Celui qui admet un Dieu vrai, juste et bon, suppose une droiture et une injustice, un vrai et un faux, une bonté et une malice, indépendants de cet Être suprême, et par lesquels il juge qu’un Dieu doit être vrai, juste et bon ; car si ses décrets, ses actions ou ses lois constituaient la bonté, la justice et la vérité, assurer de Dieu qu’il est vrai, juste et bon, ce serait ne rien dire, puisque si cet être affirmait les deux parties d’une proposition contradictoire, elles seraient vraies l’une et l’autre ; si, sans raison, il condamnait une créature à souffrir pour le crime d’autrui ; ou s’il destinait, sans sujet et sans distinction, les uns à la peine et les autres aux plaisirs, tous ces jugements seraient équitables. En conséquence d’une telle supposition, assurer qu’une chose est vraie ou fausse, juste ou inique, bonne ou mauvaise, c’est dire des mots, et parler sans s’entendre.

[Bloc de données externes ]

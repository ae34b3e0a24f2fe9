//! Persistence of hydrated tables.
//!
//! Each day produces two CSV files, kept apart because raw markup dwarfs
//! every other column:
//!
//! ```text
//! content_dir/
//! └── IN_2020-12-17-hyd.csv         # input fields + article content
//! markup_dir/
//! └── IN_2020-12-17-hyd_html.csv    # row, markup, http_code
//! corrected_dir/
//! └── IN_2020-12-17-hyd_http.csv    # content + http_code (see `correct`)
//! ```
//!
//! Every table starts with a `row` column holding the input position.

pub mod csv;

use chrono::NaiveDate;

/// `{prefix}_{day}-hyd.csv`
pub fn content_file_name(prefix: &str, day: NaiveDate) -> String {
    format!("{prefix}_{day}-hyd.csv")
}

/// `{prefix}_{day}-hyd_html.csv`
pub fn markup_file_name(prefix: &str, day: NaiveDate) -> String {
    format!("{prefix}_{day}-hyd_html.csv")
}

/// `{prefix}_{day}-hyd_http.csv`
pub fn corrected_file_name(prefix: &str, day: NaiveDate) -> String {
    format!("{prefix}_{day}-hyd_http.csv")
}
//! The concurrent fetch-verify-extract-fallback engine.
//!
//! Each URL goes through the same stages, leaves first:
//!
//! 1. **Probe** ([`probe`]): a `HEAD` request. A 404 or any transport
//!    failure marks the URL unreachable and ends its run.
//! 2. **Primary extraction** ([`extract`], [`nlp`]): download and parse
//!    the article into title, authors, keywords, summary, text and media.
//! 3. **Fallback** ([`fallback`]): re-fetch raw markup when the primary
//!    extraction succeeded without any.
//!
//! [`pipeline`] sequences those stages for one URL and [`pool`] runs the
//! pipeline over a whole batch with a fixed concurrency budget.
//!
//! # Common Patterns
//!
//! Each stage is a trait (`Prober`, `Extractor`, `RawFetcher`) with one
//! `reqwest`-backed implementation, so tests can swap in counting stubs.

pub mod extract;
pub mod fallback;
pub mod nlp;
pub mod pipeline;
pub mod pool;
pub mod probe;

pub use extract::{ArticleExtractor, Extractor};
pub use fallback::{HtmlFallback, RawFetcher};
pub use pipeline::{Outcome, Pipeline, Terminal};
pub use pool::{DEFAULT_CONCURRENCY, Tally};
pub use probe::{DEFAULT_PROBE_TIMEOUT, HttpProber, Prober};

/// The pipeline wired to real HTTP stages.
pub type HttpPipeline = Pipeline<HttpProber, ArticleExtractor, HtmlFallback>;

D’où je conclus que rendre un culte sincère et réel à quelque Être suprême qu’on connaît pour injuste et méchant, c’est s’exposer à perdre tout sentiment d’équité, toute idée de justice, et toute notion de vérité. Le zèle doit, à la longue, supplanter la probité dans celui qui professe de bonne foi une religion dont les préceptes sont opposés aux principes fondamentaux de la morale.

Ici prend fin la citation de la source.